Supplied data START

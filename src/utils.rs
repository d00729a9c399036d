// Copyright (c) 2024 Harry [Majored] [hello@majored.pw]
// MIT License (https://github.com/Majored/rs-async-zip/blob/main/LICENSE)

use crate::error::{Result, ZipError};

use futures_lite::io::{AsyncRead, AsyncReadExt};

/// A fixed-width little-endian integer which may appear within a ZIP record.
pub(crate) trait LeField: Sized {
    const SIZE: usize;

    fn from_le_slice(bytes: &[u8]) -> Self;
}

macro_rules! le_field {
    ($($type:ty),*) => {
        $(
            impl LeField for $type {
                const SIZE: usize = std::mem::size_of::<$type>();

                fn from_le_slice(bytes: &[u8]) -> Self {
                    let mut buffer = [0; std::mem::size_of::<$type>()];
                    buffer.copy_from_slice(&bytes[..Self::SIZE]);
                    <$type>::from_le_bytes(buffer)
                }
            }
        )*
    };
}

le_field!(u8, u16, u32, u64);

/// A forward-only reader over a byte slice used when decoding records.
///
/// Every read is bounds-checked; running off the end of the slice is reported as [`ZipError::Malformed`] rather than
/// panicking, as the slice lengths are ultimately attacker-controlled.
pub(crate) struct FieldReader<'a> {
    bytes: &'a [u8],
    position: usize,
}

impl<'a> FieldReader<'a> {
    pub(crate) fn new(bytes: &'a [u8]) -> Self {
        Self { bytes, position: 0 }
    }

    pub(crate) fn read<T: LeField>(&mut self) -> Result<T> {
        Ok(T::from_le_slice(self.take(T::SIZE)?))
    }

    /// Reads a four-byte signature and asserts that it matches the expected value.
    pub(crate) fn signature(&mut self, expected: u32) -> Result<()> {
        match self.read::<u32>()? {
            actual if actual == expected => Ok(()),
            actual => Err(ZipError::BadSignature { expected, found: actual }),
        }
    }

    pub(crate) fn take(&mut self, length: usize) -> Result<&'a [u8]> {
        let end = self.position.checked_add(length).filter(|end| *end <= self.bytes.len()).ok_or_else(|| {
            ZipError::Malformed(format!(
                "record truncated: {length} bytes requested at byte {} of {}",
                self.position,
                self.bytes.len()
            ))
        })?;

        let slice = &self.bytes[self.position..end];
        self.position = end;
        Ok(slice)
    }

    pub(crate) fn remaining(&self) -> &'a [u8] {
        &self.bytes[self.position..]
    }
}

/// Read and return an exact length vector of bytes from a reader which impls AsyncRead.
///
/// Unlike a plain `take().read_to_end()`, a short read is reported as [`std::io::ErrorKind::UnexpectedEof`].
pub(crate) async fn read_bytes(reader: impl AsyncRead + Unpin, length: usize) -> Result<Vec<u8>> {
    let mut buffer = Vec::with_capacity(length);
    reader.take(length as u64).read_to_end(&mut buffer).await?;

    if buffer.len() != length {
        return Err(std::io::Error::from(std::io::ErrorKind::UnexpectedEof).into());
    }

    Ok(buffer)
}
// Copyright (c) 2021 Harry [Majored] [hello@majored.pw]
// MIT License (https://github.com/Majored/rs-async-zip/blob/main/LICENSE)

use tokio_util::sync::CancellationToken;

/// Which record is trusted for the sizes of an entry whose data descriptor flag is set.
#[derive(Debug, Default, Clone, Copy, PartialEq, Eq)]
pub enum SizeAuthority {
    /// Bound the payload by the central directory's compressed size and cross-check the descriptor that follows it.
    #[default]
    CentralDirectory,
    /// Locate the descriptor by scanning forward from the payload, ignoring the central directory's sizes.
    DataDescriptor,
}

/// Options which control how an archive is read.
///
/// ```
/// # use zip_index::{ReadOptions, SizeAuthority};
/// let options = ReadOptions::default().with_strict(false).with_streamed_sizes(SizeAuthority::DataDescriptor);
/// assert!(!options.strict());
/// ```
#[derive(Debug, Clone)]
pub struct ReadOptions {
    pub(crate) strict: bool,
    pub(crate) streamed_sizes: SizeAuthority,
    pub(crate) cancellation: Option<CancellationToken>,
}

impl Default for ReadOptions {
    fn default() -> Self {
        Self { strict: true, streamed_sizes: SizeAuthority::default(), cancellation: None }
    }
}

impl ReadOptions {
    /// Sets whether a disagreement between a local file header and its central directory record is an error.
    ///
    /// When lenient, the disagreement is logged and the central directory's values are used.
    pub fn with_strict(mut self, strict: bool) -> Self {
        self.strict = strict;
        self
    }

    /// Sets which record is trusted for the sizes of streamed entries.
    pub fn with_streamed_sizes(mut self, authority: SizeAuthority) -> Self {
        self.streamed_sizes = authority;
        self
    }

    /// Sets a token which, once cancelled, fails any in-progress or subsequent IO with
    /// [`ZipError::Cancelled`](crate::error::ZipError::Cancelled).
    pub fn with_cancellation(mut self, token: CancellationToken) -> Self {
        self.cancellation = Some(token);
        self
    }

    /// Returns whether local records disagreeing with the central directory are an error.
    pub fn strict(&self) -> bool {
        self.strict
    }

    /// Returns which record is trusted for the sizes of streamed entries.
    pub fn streamed_sizes(&self) -> SizeAuthority {
        self.streamed_sizes
    }

    /// Returns the cancellation token observed by every read, if any.
    pub fn cancellation(&self) -> Option<&CancellationToken> {
        self.cancellation.as_ref()
    }
}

Supplied data END

What is being asked ::
What lines in the records contain the word "actual"? Return each one.

Your solution ::
            actual if actual == expected => Ok(()),
            actual => Err(ZipError::BadSignature { expected, found: actual }),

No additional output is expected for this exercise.